Before Letty could answer, a militiaman near the door shouted, “Okay, that’s all. Let’s get you ladies out of here.”

Alice and Letty both gave Parker a hug, and they went back outside and rejoined the crowd. Hawkes was walking away from the TV truck and called to Low and the nurses, “They’re saying ten or twelve minutes.”

Alice asked, quietly, “Are you DHS? Really?”

Letty smiled and patted her on the arm. “There’s a bumper sticker I saw in El Paso; it said, heavily armed and easily pissed. That’s more or less me.”



* * *





Letty lingered with the crowd. Ten minutes later, she heard the helicopter coming in, and the nearby militia pressed down to the bridge. Rodriguez and Ochoa went down with them, working remotely from the truck, recording the evacuation scene. As people shuffled around to watch the helicopter come in, Letty joined the group near the bridge, edging closer to Ochoa.

When they touched elbows, Letty said to Ochoa, in a near-whisper, “Another message, when you can. Say, ‘Message from Letty. They will break out tonight.’?”

The camerawoman: “You’re sure?”

“Send it.” And she moved away, watching the helicopter circling the potential landing zone on the bridge.



* * *





The militia’s pickup trucks were lined up around the parking lot, all facing the entrance, as if prepared to make a break for it. Letty walked down the line with her cell phone held to her face, as if listening to music, snapping photos of the trucks’ windshields. With everybody’s attention on the helicopter, she got more than twenty shots, she thought, though she wasn’t counting.

At the end of the line of trucks, she walked off a short distance and looked at the photos. They’d been taken from six or seven feet from the windshields; the stickers were shown clearly enough, and when she used her fingers to spread the photo size, she could clearly read the tag numbers on all but four trucks. Those trucks had a hot spot from a sun reflection; she could go back later, she thought, and try again.

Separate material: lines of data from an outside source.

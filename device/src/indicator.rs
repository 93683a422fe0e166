//! Status feedback through the Linux sysfs LED class.

use std::path::{Path, PathBuf};
use std::time::Duration;

use tokio::time::sleep;

const BLINK_MS: u64 = 128;

/// Blinks a sysfs LED (`/sys/class/leds/<name>/brightness`): one blink for
/// startup and per detected bounce, three for errors.
///
/// Boxes without a configured or present LED get a no-op indicator.
pub struct Indicator {
    brightness: Option<PathBuf>,
}

impl Indicator {
    pub fn new(led: Option<&str>) -> Self {
        let brightness = led.and_then(|name| {
            let path = Path::new("/sys/class/leds").join(name).join("brightness");
            if path.exists() {
                Some(path)
            } else {
                log::warn!("LED {} not present, indicator disabled", path.display());
                None
            }
        });
        Self { brightness }
    }

    /// Startup and liveness feedback.
    pub async fn info(&self) {
        self.blink(1).await;
    }

    /// One blink per detected bounce.
    pub async fn bounce(&self) {
        self.blink(1).await;
    }

    /// Triple blink for anything that went wrong.
    pub async fn error(&self) {
        self.blink(3).await;
    }

    async fn blink(&self, times: u32) {
        let Some(path) = &self.brightness else { return };
        for _ in 0..times {
            write_brightness(path, "1");
            sleep(Duration::from_millis(BLINK_MS)).await;
            write_brightness(path, "0");
            sleep(Duration::from_millis(BLINK_MS)).await;
        }
    }
}

fn write_brightness(path: &Path, value: &str) {
    if let Err(e) = std::fs::write(path, value) {
        log::debug!("LED write failed: {}", e);
    }
}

As she was doing that—and the whole photo walk took no more than two minutes—the helicopter came in, hovered, turned, landed on the bridge. Two paramedics got out and checked the wounded man, unfolded a gurney, loaded him in the helicopter, and two minutes later, the chopper was gone over the mountain. Rodriguez and Ochoa hurried up the hill to their truck and Ochoa caught Letty’s eye and nodded.

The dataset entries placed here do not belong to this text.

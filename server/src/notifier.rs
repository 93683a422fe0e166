//! Outward announcement of room-state transitions.
//!
//! The Slack notifier keeps a single message mirroring the room state: it
//! edits its own message in place while that message is still the latest in
//! the channel, and posts a fresh one otherwise so the update lands at the
//! bottom where people look.

use async_trait::async_trait;
use serde::Deserialize;
use serde_json::{Value, json};
use thiserror::Error;

use crate::config::NotifierSection;
use crate::room::RoomSnapshot;

const SLACK_API: &str = "https://slack.com/api";

#[derive(Debug, Error)]
pub enum NotifyError {
    #[error("slack request failed: {0}")]
    Http(#[from] reqwest::Error),
    #[error("slack API error: {0}")]
    Api(String),
}

/// Sink for room-state announcements.
#[async_trait]
pub trait Notifier: Send + Sync {
    async fn notify(&self, snapshot: &RoomSnapshot) -> Result<(), NotifyError>;
}

/// Fallback for boxes without Slack credentials: transitions only reach the
/// log.
pub struct LogNotifier;

#[async_trait]
impl Notifier for LogNotifier {
    async fn notify(&self, snapshot: &RoomSnapshot) -> Result<(), NotifyError> {
        tracing::info!("room is now {}", snapshot.state);
        Ok(())
    }
}

#[derive(Debug, Deserialize)]
struct Channel {
    id: String,
    name: String,
    #[serde(default)]
    name_normalized: String,
}

#[derive(Debug, Deserialize)]
struct ChannelList {
    ok: bool,
    error: Option<String>,
    #[serde(default)]
    channels: Vec<Channel>,
}

#[derive(Debug, Deserialize)]
struct AuthTest {
    ok: bool,
    error: Option<String>,
    bot_id: Option<String>,
}

#[derive(Debug, Deserialize)]
struct Message {
    ts: String,
    bot_id: Option<String>,
}

#[derive(Debug, Deserialize)]
struct History {
    ok: bool,
    error: Option<String>,
    #[serde(default)]
    messages: Vec<Message>,
}

#[derive(Debug, Deserialize)]
struct Ack {
    ok: bool,
    error: Option<String>,
}

fn api_error(error: Option<String>, call: &str) -> NotifyError {
    NotifyError::Api(error.unwrap_or_else(|| format!("{call} failed")))
}

/// Mirrors the room state into one Slack channel.
pub struct SlackNotifier {
    client: reqwest::Client,
    token: String,
    channel_id: String,
    bot_id: String,
    assets_url: String,
}

impl SlackNotifier {
    /// Resolve the channel and our own bot identity up front. Failures
    /// here are configuration problems and fatal at startup.
    pub async fn connect(cfg: &NotifierSection) -> Result<Self, NotifyError> {
        let client = reqwest::Client::new();

        let list: ChannelList = client
            .get(format!("{SLACK_API}/conversations.list"))
            .bearer_auth(&cfg.token)
            .query(&[("exclude_archived", "true"), ("types", "private_channel")])
            .send()
            .await?
            .json()
            .await?;
        if !list.ok {
            return Err(api_error(list.error, "conversations.list"));
        }
        let channel_id = list
            .channels
            .iter()
            .find(|c| c.name == cfg.channel || c.name_normalized == cfg.channel)
            .map(|c| c.id.clone())
            .ok_or_else(|| NotifyError::Api(format!("channel '{}' not found", cfg.channel)))?;

        let auth: AuthTest = client
            .post(format!("{SLACK_API}/auth.test"))
            .bearer_auth(&cfg.token)
            .send()
            .await?
            .json()
            .await?;
        if !auth.ok {
            return Err(api_error(auth.error, "auth.test"));
        }
        let bot_id = auth
            .bot_id
            .ok_or_else(|| NotifyError::Api("auth.test returned no bot_id".to_string()))?;

        tracing::info!("slack notifier connected to channel {}", channel_id);

        Ok(Self {
            client,
            token: cfg.token.clone(),
            channel_id,
            bot_id,
            assets_url: cfg.assets_url.trim_end_matches('/').to_string(),
        })
    }

    /// Block Kit body announcing the given state.
    fn build_blocks(&self, snapshot: &RoomSnapshot) -> Value {
        let icon_url = format!("{}/pingpong-icon-{}.png", self.assets_url, snapshot.state);
        json!([
            {
                "type": "section",
                "text": {
                    "type": "mrkdwn",
                    "text": "Looks like we have some news regarding the pingpong room:"
                }
            },
            { "type": "divider" },
            {
                "type": "section",
                "text": {
                    "type": "mrkdwn",
                    "text": format!(
                        "The room is now {}! Since <!date^{:.0}^{{time}}| >",
                        snapshot.state, snapshot.last_state_change_time
                    ),
                },
                "accessory": {
                    "type": "image",
                    "image_url": icon_url,
                    "alt_text": "pingpong icon"
                }
            }
        ])
    }

    async fn latest_message(&self) -> Result<Option<Message>, NotifyError> {
        let history: History = self
            .client
            .get(format!("{SLACK_API}/conversations.history"))
            .bearer_auth(&self.token)
            .query(&[("channel", self.channel_id.as_str()), ("limit", "1")])
            .send()
            .await?
            .json()
            .await?;
        if !history.ok {
            return Err(api_error(history.error, "conversations.history"));
        }
        Ok(history.messages.into_iter().next())
    }

    async fn post_or_update(&self, blocks: Value) -> Result<(), NotifyError> {
        let ours = self
            .latest_message()
            .await?
            .filter(|m| m.bot_id.as_deref() == Some(self.bot_id.as_str()));

        let ack: Ack = match ours {
            Some(message) => {
                self.client
                    .post(format!("{SLACK_API}/chat.update"))
                    .bearer_auth(&self.token)
                    .json(&json!({
                        "channel": self.channel_id,
                        "ts": message.ts,
                        "blocks": blocks,
                    }))
                    .send()
                    .await?
                    .json()
                    .await?
            }
            None => {
                self.client
                    .post(format!("{SLACK_API}/chat.postMessage"))
                    .bearer_auth(&self.token)
                    .json(&json!({
                        "channel": self.channel_id,
                        "blocks": blocks,
                    }))
                    .send()
                    .await?
                    .json()
                    .await?
            }
        };
        if !ack.ok {
            return Err(api_error(ack.error, "chat API call"));
        }
        Ok(())
    }
}

#[async_trait]
impl Notifier for SlackNotifier {
    async fn notify(&self, snapshot: &RoomSnapshot) -> Result<(), NotifyError> {
        self.post_or_update(self.build_blocks(snapshot)).await
    }
}

#[cfg(test)]
mod tests {
    use super::*;

    fn notifier() -> SlackNotifier {
        SlackNotifier {
            client: reqwest::Client::new(),
            token: "xoxb-test".to_string(),
            channel_id: "C123".to_string(),
            bot_id: "B42".to_string(),
            assets_url: "http://example.com/assets".to_string(),
        }
    }

    #[test]
    fn blocks_carry_state_text_and_matching_icon() {
        let blocks = notifier().build_blocks(&RoomSnapshot {
            state: "taken",
            last_state_change_time: 1_700_000_000.0,
        });
        let text = blocks[2]["text"]["text"].as_str().unwrap();
        assert!(text.contains("The room is now taken!"));
        assert!(text.contains("<!date^1700000000^{time}| >"));
        assert_eq!(
            blocks[2]["accessory"]["image_url"],
            "http://example.com/assets/pingpong-icon-taken.png"
        );
    }

    #[test]
    fn free_state_picks_the_free_icon() {
        let blocks = notifier().build_blocks(&RoomSnapshot {
            state: "free",
            last_state_change_time: 0.0,
        });
        assert_eq!(
            blocks[2]["accessory"]["image_url"],
            "http://example.com/assets/pingpong-icon-free.png"
        );
    }

    #[test]
    fn fractional_timestamps_are_rounded_for_slack() {
        let blocks = notifier().build_blocks(&RoomSnapshot {
            state: "free",
            last_state_change_time: 1_700_000_000.74,
        });
        let text = blocks[2]["text"]["text"].as_str().unwrap();
        assert!(text.contains("<!date^1700000001^{time}| >"));
    }

    #[test]
    fn parses_a_channel_listing() {
        let list: ChannelList = serde_json::from_str(
            r#"{"ok": true, "channels": [
                {"id": "C1", "name": "pingpong", "name_normalized": "pingpong"},
                {"id": "C2", "name": "random"}
            ]}"#,
        )
        .unwrap();
        assert!(list.ok);
        assert_eq!(list.channels.len(), 2);
        assert_eq!(list.channels[0].id, "C1");
        assert_eq!(list.channels[1].name_normalized, "");
    }

    #[test]
    fn parses_an_api_error_envelope() {
        let ack: Ack =
            serde_json::from_str(r#"{"ok": false, "error": "channel_not_found"}"#).unwrap();
        assert!(!ack.ok);
        assert_eq!(ack.error.as_deref(), Some("channel_not_found"));
    }

    #[test]
    fn parses_history_with_and_without_bot_id() {
        let history: History = serde_json::from_str(
            r#"{"ok": true, "messages": [{"ts": "1700000000.000100", "bot_id": "B42"}]}"#,
        )
        .unwrap();
        assert_eq!(history.messages[0].bot_id.as_deref(), Some("B42"));

        let history: History =
            serde_json::from_str(r#"{"ok": true, "messages": [{"ts": "1.2"}]}"#).unwrap();
        assert!(history.messages[0].bot_id.is_none());
    }
}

Two militiamen had been watching the chopper go, and Letty eased up to them and asked, “When’s the caravan get here?”

“Maybe three hours, I guess,” one of them said. “Maybe . . . six o’clock or a little after?”

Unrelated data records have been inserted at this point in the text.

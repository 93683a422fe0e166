mod config;
mod error;
mod events;
mod notifier;
mod room;
mod web;

use std::path::Path;
use std::sync::Arc;
use std::time::Duration;

use anyhow::Context;
use tracing_subscriber::filter::{EnvFilter, LevelFilter};

use config::ServerConfig;
use notifier::{LogNotifier, Notifier, SlackNotifier};
use room::RoomController;

#[tokio::main]
async fn main() -> anyhow::Result<()> {
    // RUST_LOG overrides the info default
    tracing_subscriber::fmt()
        .with_env_filter(
            EnvFilter::builder()
                .with_default_directive(LevelFilter::INFO.into())
                .from_env_lossy(),
        )
        .init();

    let path = std::env::args()
        .nth(1)
        .unwrap_or_else(|| "config.json".to_string());
    let cfg = if Path::new(&path).exists() {
        ServerConfig::load(Path::new(&path))?
    } else {
        tracing::warn!("config file {} not found, using defaults", path);
        ServerConfig::default()
    };

    let notifier: Arc<dyn Notifier> = if cfg.notifier.enabled() {
        Arc::new(
            SlackNotifier::connect(&cfg.notifier)
                .await
                .context("failed to connect slack notifier")?,
        )
    } else {
        tracing::warn!("no slack token configured, state changes only reach the log");
        Arc::new(LogNotifier)
    };

    let idle = Duration::from_secs_f64(cfg.controller.time_without_event_to_declare_idle_secs);
    let controller = Arc::new(RoomController::new(idle, notifier));
    tracing::info!("room starts free, idle timeout {:.0}s", idle.as_secs_f64());

    web::serve(&cfg, controller).await
}
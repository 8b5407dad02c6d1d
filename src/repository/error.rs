use thiserror::Error;

use crate::store::StoreError;

/// Errors surfaced by the user persistence gateway.
#[derive(Debug, Clone, Error, PartialEq)]
pub enum RepositoryError {
    /// Rejected before any store interaction.
    #[error("User validation error: {0}")]
    Validation(String),
    #[error("User not found: {0}")]
    NotFound(String),
    #[error("User store error: {0}")]
    Store(String),
}

impl From<StoreError> for RepositoryError {
    fn from(error: StoreError) -> Self {
        match error {
            StoreError::NotFound(id) => Self::NotFound(id),
            StoreError::Closed(message) => Self::Store(message),
        }
    }
}
pub mod stats;
pub mod user;

pub use stats::*;
pub use user::*;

The other one asked, “So . . . what’re you up to? You live here?”

“Up the hill,” Letty said.

“You ever make it to El Paso?”

“It’s kind of a long trip with the baby, the bottle warmers and diapers and all . . .”

“Okaaay . . .” The interest vanished and Letty ambled away.



* * *





The afternoon dragged: even the militia seemed bored, waiting for the caravan to come in. Letty continued taking renewal tag photos whenever she could do it inconspicuously. When she’d gotten most of the trucks around the lower part of the town, she went back to Jeff’s diner, ate a very late lunch, checking in with Kaiser on the half-hour. Neither of them had anything to report except that they were still alive and operating.

Letty went back to the motel and lay on the stripped bed. She’d been down for five minutes when somebody knocked on the door with a key, like housekeepers do. Letty rolled onto her feet, put her hand in her gun pocket, looked out through the peephole she’d forgotten to plug, and saw the old man who managed the place. He was unhappy, but alone.

She opened the door and he said, “I saw you come in. The housekeeper checked your room and your friend’s room and she said you’ve stolen the blankets and sheets and pillows.”